William W. Rogal was on the brief for amicus curiae, American Advertising Federation, urging reversal.

David M. Hunsaker and Denise Boule Moline were on the brief for amicus curiae, Freedom of Expression Foundation, urging reversal.

Ronald Arthur Qumbrun and Sam Kazman were on the brief for amicus curiae, Nancy Gutbrodt and Pacific Legal Foundation, seeking vacatur of the F.C.C. decision and adjudging the fairness doctrine unconstitutional.

Henry Geller and Donna Lampert, were on the brief, for amici curaie, Geller and Lampert urging the rejection of the constitutional challenge of the fairness doctrine.

Daryl Michal Freedman and Charles H. Firestone were on the brief, for amicus curiae, Common Cause, urging affirmance.

J. Clay Smith, Jr. was on the brief, for amicus curiae, Nat. Bar Ass'n, urging affirmance.

Daniel Warshawsky and Douglas L. Parker were on the brief for amici curiae, Nat. Ass'n for Better Broadcasting and the League of United Latin American Citizens, urging affirmance.

Robert T. Perry, was on the brief, for amici curiae, the American Civil Liberties Union, the Office of Communications of the United Church of Christ and the American Jewish Congress, urging the affirmance of the F.C.C. decision and the rejection of the challenge of constitutionality of the fairness doctrine.

Before SILBERMAN and WILLIAMS, Circuit Judges, and JAMESON, Senior District Judge. *

Opinion for the Court filed by Circuit Judge SILBERMAN.

SILBERMAN, Circuit Judge:

Meredith Corporation ("Meredith") petitions this Court seeking reversal of the Federal Communications Commission's determination that Meredith's television station, WTVH of Syracuse, New York, violated the fairness doctrine. Meredith challenges the agency's action on the grounds that the Commission arbitrarily and capriciously enforced the fairness doctrine and that the doctrine in general and as applied to Meredith violates the first amendment.
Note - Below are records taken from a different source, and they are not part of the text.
//! Reference-counted per-path mutex registry.
//!
//! A plain `HashMap<PathBuf, Mutex>` grows without bound as volume names
//! churn over the agent's lifetime. Entries here are counted and removed
//! when the last holder releases, so the registry is empty whenever no
//! mutation is in flight. Two callers for the same path always get the
//! same mutex; callers for different paths never contend.

use std::collections::HashMap;
use std::path::{Path, PathBuf};
use std::sync::Arc;

use parking_lot::lock_api::ArcMutexGuard;
use parking_lot::{Mutex, RawMutex};

#[derive(Debug)]
struct Entry {
    lock: Arc<Mutex<()>>,
    refs: usize,
}

/// Hands out one mutex per path and forgets it when the last holder leaves.
#[derive(Debug, Default)]
pub struct LockRegistry {
    entries: Mutex<HashMap<PathBuf, Entry>>,
}

/// Holds the per-path lock; releasing drops the registry entry when this
/// was the last holder.
pub struct PathGuard<'a> {
    registry: &'a LockRegistry,
    path: PathBuf,
    guard: Option<ArcMutexGuard<RawMutex, ()>>,
}

impl LockRegistry {
    /// Creates an empty registry.
    pub fn new() -> Self {
        Self::default()
    }

    /// Blocks until the lock for `path` is held.
    ///
    /// The registry-wide lock is only held for the map lookup and refcount
    /// bump, never while blocking on the per-path mutex.
    pub fn lock(&self, path: &Path) -> PathGuard<'_> {
        let lock = {
            let mut entries = self.entries.lock();
            let entry = entries.entry(path.to_path_buf()).or_insert_with(|| Entry {
                lock: Arc::new(Mutex::new(())),
                refs: 0,
            });
            entry.refs += 1;
            Arc::clone(&entry.lock)
        };
        let guard = lock.lock_arc();
        PathGuard {
            registry: self,
            path: path.to_path_buf(),
            guard: Some(guard),
        }
    }

    /// Number of paths currently tracked. Returns to zero once every
    /// in-flight mutation has finished.
    pub fn len(&self) -> usize {
        self.entries.lock().len()
    }

    /// True when no path is tracked.
    pub fn is_empty(&self) -> bool {
        self.entries.lock().is_empty()
    }
}

impl Drop for PathGuard<'_> {
    fn drop(&mut self) {
        // release the per-path lock before touching the registry
        self.guard.take();
        let mut entries = self.registry.entries.lock();
        if let Some(entry) = entries.get_mut(&self.path) {
            entry.refs -= 1;
            if entry.refs == 0 {
                entries.remove(&self.path);
            }
        }
    }
}

#[cfg(test)]
mod tests {
    use super::*;
    use std::sync::atomic::{AtomicUsize, Ordering};

    #[test]
    fn test_registry_empties_after_release() {
        let registry = LockRegistry::new();
        {
            let _guard = registry.lock(Path::new("/a/metadata.json"));
            assert_eq!(registry.len(), 1);
        }
        assert!(registry.is_empty());
    }

    #[test]
    fn test_distinct_paths_do_not_contend() {
        let registry = LockRegistry::new();
        let _a = registry.lock(Path::new("/a/metadata.json"));
        // acquiring a different path must not block
        let _b = registry.lock(Path::new("/b/metadata.json"));
        assert_eq!(registry.len(), 2);
    }

    #[test]
    fn test_same_path_serializes_across_threads() {
        let registry = Arc::new(LockRegistry::new());
        let running = Arc::new(AtomicUsize::new(0));
        let max_seen = Arc::new(AtomicUsize::new(0));

        let mut handles = Vec::new();
        for _ in 0..16 {
            let registry = Arc::clone(&registry);
            let running = Arc::clone(&running);
            let max_seen = Arc::clone(&max_seen);
            handles.push(std::thread::spawn(move || {
                for _ in 0..50 {
                    let _guard = registry.lock(Path::new("/shared/metadata.json"));
                    let now = running.fetch_add(1, Ordering::SeqCst) + 1;
                    max_seen.fetch_max(now, Ordering::SeqCst);
                    running.fetch_sub(1, Ordering::SeqCst);
                }
            }));
        }
        for handle in handles {
            handle.join().unwrap();
        }

        assert_eq!(max_seen.load(Ordering::SeqCst), 1, "lock was not exclusive");
        assert!(registry.is_empty(), "registry leaked entries");
    }

    #[test]
    fn test_refcount_survives_waiters() {
        let registry = Arc::new(LockRegistry::new());
        let guard = registry.lock(Path::new("/shared/metadata.json"));

        let waiter = {
            let registry = Arc::clone(&registry);
            std::thread::spawn(move || {
                let _guard = registry.lock(Path::new("/shared/metadata.json"));
            })
        };

        // give the waiter time to enqueue, then release
        std::thread::sleep(std::time::Duration::from_millis(50));
        assert_eq!(registry.len(), 1);
        drop(guard);
        waiter.join().unwrap();
        assert!(registry.is_empty());
    }
}
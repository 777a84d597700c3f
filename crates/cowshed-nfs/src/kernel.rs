//! Kernel NFS server exporter driving `exportfs`.

use std::sync::Arc;

use async_trait::async_trait;
use tracing::debug;

use cowshed_exec::Runner;

use crate::exporter::{ExportInfo, Exporter, ExporterError, ExporterResult};

/// Derives the stable fsid for an export path.
///
/// `exportfs` needs a per-export fsid; deriving it from the path keeps it
/// identical across agent restarts so clients do not have to remount. The
/// value is the IEEE CRC32 of the path masked to a positive 31-bit integer,
/// with zero mapped to one (fsid=0 is reserved for the NFS root).
pub fn export_fsid(path: &str) -> u32 {
    let fsid = crc32fast::hash(path.as_bytes()) & 0x7FFF_FFFF;
    if fsid == 0 {
        1
    } else {
        fsid
    }
}

/// [`Exporter`] implementation over the kernel NFS server's `exportfs`.
#[derive(Clone)]
pub struct KernelExporter {
    runner: Arc<dyn Runner>,
    bin: String,
}

impl KernelExporter {
    /// Creates an exporter using `exportfs` from `$PATH`.
    pub fn new(runner: Arc<dyn Runner>) -> Self {
        Self::with_binary(runner, "exportfs")
    }

    /// Creates an exporter with an explicit tool path.
    pub fn with_binary(runner: Arc<dyn Runner>, bin: impl Into<String>) -> Self {
        Self {
            runner,
            bin: bin.into(),
        }
    }

    /// Removes a single `(path, client)` export, treating "already gone"
    /// as success.
    async fn unexport_one(&self, path: &str, client: &str) -> ExporterResult<()> {
        let target = format!("{client}:{path}");
        match self.runner.run(&self.bin, &["-u", &target]).await {
            Ok(_) => Ok(()),
            Err(err) if err.output.contains("Could not find") => {
                debug!(%target, "export not found, skipping unexport");
                Ok(())
            }
            Err(err) => Err(err.into()),
        }
    }

    /// Returns every client the given path is currently exported to.
    async fn exported_clients(&self, path: &str) -> ExporterResult<Vec<String>> {
        let exports = self.list_exports().await?;
        Ok(exports
            .into_iter()
            .filter(|e| e.path == path)
            .map(|e| e.client)
            .collect())
    }
}

#[async_trait]
impl Exporter for KernelExporter {
    async fn export(&self, path: &str, client: &str) -> ExporterResult<()> {
        let opts = format!(
            "rw,nohide,crossmnt,no_root_squash,no_subtree_check,fsid={}",
            export_fsid(path)
        );
        self.runner
            .run(&self.bin, &["-o", &opts, &format!("{client}:{path}")])
            .await?;
        Ok(())
    }

    async fn unexport(&self, path: &str, client: &str) -> ExporterResult<()> {
        if !client.is_empty() {
            return self.unexport_one(path, client).await;
        }

        // remove all clients for this path; keep going past individual
        // failures and surface the last one
        let clients = self.exported_clients(path).await?;
        let mut last_err: Option<ExporterError> = None;
        for client in clients {
            if let Err(err) = self.unexport_one(path, &client).await {
                last_err = Some(err);
            }
        }
        match last_err {
            Some(err) => Err(err),
            None => Ok(()),
        }
    }

    async fn list_exports(&self) -> ExporterResult<Vec<ExportInfo>> {
        let out = self.runner.run(&self.bin, &["-v"]).await?;
        Ok(parse_exports(&out))
    }
}

/// Parses `exportfs -v` output.
///
/// The tool emits each export either on a single line,
///
/// ```text
/// /srv/t1/vol1/  10.0.0.1(rw,fsid=42,...)
/// ```
///
/// or, for long paths, as a bare path followed by one or more indented
/// client lines:
///
/// ```text
/// /srv/tenant-with-a-long-name/volume/
///         10.0.0.1(rw,fsid=42,...)
///         10.0.0.2(rw,fsid=42,...)
/// ```
///
/// Indented lines are only meaningful below a bare path line; every client
/// under a wrapped path yields its own entry and input order is preserved.
fn parse_exports(out: &str) -> Vec<ExportInfo> {
    let mut exports = Vec::new();
    let mut pending_path: Option<String> = None;

    for line in out.lines() {
        let indented = line.starts_with('\t') || line.starts_with(' ');
        let fields: Vec<&str> = line.split_whitespace().collect();
        if fields.is_empty() {
            continue;
        }

        if !indented && fields.len() >= 2 {
            // path and client on the same line
            let client = fields[1].split('(').next().unwrap_or(fields[1]);
            exports.push(ExportInfo {
                path: fields[0].to_string(),
                client: client.to_string(),
            });
            pending_path = None;
        } else if !indented {
            // bare path, clients follow indented
            pending_path = Some(fields[0].to_string());
        } else if let Some(path) = &pending_path {
            let client = fields[0].split('(').next().unwrap_or(fields[0]);
            exports.push(ExportInfo {
                path: path.clone(),
                client: client.to_string(),
            });
        }
    }
    exports
}
//! Atomic document read/update/write.

use std::path::Path;
use std::sync::Arc;

use serde::de::DeserializeOwned;
use serde::Serialize;

use crate::error::{MetaError, MetaResult};
use crate::locks::LockRegistry;

/// On-disk JSON document store.
///
/// Writes go to `<path>.tmp` and are renamed over the document so readers
/// never observe a torn file; the rename is atomic on the backing
/// filesystem. [`MetaStore::update`] serializes concurrent mutations of
/// the same path through the shared [`LockRegistry`].
///
/// Cloning is cheap and clones share the registry.
#[derive(Clone, Debug, Default)]
pub struct MetaStore {
    locks: Arc<LockRegistry>,
}

impl MetaStore {
    /// Creates a store with its own lock registry.
    pub fn new() -> Self {
        Self::default()
    }

    /// Reads and decodes the document at `path`.
    pub fn read<T: DeserializeOwned>(&self, path: &Path) -> MetaResult<T> {
        let data = std::fs::read(path).map_err(|source| MetaError::Read {
            path: path.to_path_buf(),
            source,
        })?;
        serde_json::from_slice(&data).map_err(|source| MetaError::Decode {
            path: path.to_path_buf(),
            source,
        })
    }

    /// Encodes `value` and atomically replaces the document at `path`.
    pub fn write_atomic<T: Serialize>(&self, path: &Path, value: &T) -> MetaResult<()> {
        let data = serde_json::to_vec_pretty(value).map_err(|source| MetaError::Encode {
            path: path.to_path_buf(),
            source,
        })?;

        let tmp = {
            let mut os = path.as_os_str().to_os_string();
            os.push(".tmp");
            std::path::PathBuf::from(os)
        };
        let write = |source| MetaError::Write {
            path: path.to_path_buf(),
            source,
        };
        std::fs::write(&tmp, data).map_err(write)?;
        std::fs::rename(&tmp, path).map_err(write)
    }

    /// Reads the document, applies `mutate` exactly once, and writes the
    /// result back atomically, all under the per-path lock. A read failure
    /// aborts before anything is written. Returns the updated value.
    pub fn update<T, F>(&self, path: &Path, mutate: F) -> MetaResult<T>
    where
        T: Serialize + DeserializeOwned,
        F: FnOnce(&mut T),
    {
        let _guard = self.locks.lock(path);
        let mut value: T = self.read(path)?;
        mutate(&mut value);
        self.write_atomic(path, &value)?;
        Ok(value)
    }

    /// Number of paths with an in-flight mutation. Exposed for lock-leak
    /// assertions in tests.
    pub fn lock_count(&self) -> usize {
        self.locks.len()
    }
}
In response, the Commission and Intervenor Syracuse Peace Council ("SPC") contend that Meredith suffered no aggrievement and thus lacks standing, and that even if Meredith had standing, the Commission properly found that Meredith's broadcasting of certain advertisements gave rise to fairness doctrine obligations. After determining that Petitioner has standing, we hold that although the Commission reasonably interpreted its own fairness doctrine precedents, it failed to give adequate consideration to Meredith's constitutional argument. Accordingly, we remand for further consideration and explanation.

I.

The fairness doctrine requires licensees (1) "to provide coverage of vitally important controversial issues of interest in the community served by licensees," and (2) "to provide a reasonable opportunity for the presentation of contrasting viewpoints on such issues." Report Concerning General Fairness Doctrine Obligations of Broadcast Licensees, 102 F.C.C.2d 143, 146 (1985) [hereinafter "1985 Fairness Report"]. The fairness doctrine issue in this case arose during the summer of 1982 when Meredith's licensed television station, WTVH of Syracuse, New York, broadcast three advertisements sponsored by the Energy Association of New York. SPC complained to the FCC that Meredith had violated the fairness doctrine because the advertisements promoted the Nine Mile II

Page 866

nuclear power plant "as a sound investment for New York's future" without presenting opposing viewpoints. SPC alleged that the economic soundness of the nuclear plant was a controversial issue of public importance and to document its claim submitted a number of newspaper articles on the controversy surrounding the plant's construction. In addition, SPC noted that although the New York State Public Service Commission (PSC) had approved construction of the plant before the advertisements aired, that approval was under reconsideration throughout most of the summer. Numerous complaints had been filed with the PSC including petitions signed by over 20,000 citizens, which SPC maintained demonstrated the intensity of opposition to the plant. At the time of the advertisements, the plant was also being scrutinized by the New York State Consumer Protection Board, which ultimately challenged the PSC's approval of the plant in court.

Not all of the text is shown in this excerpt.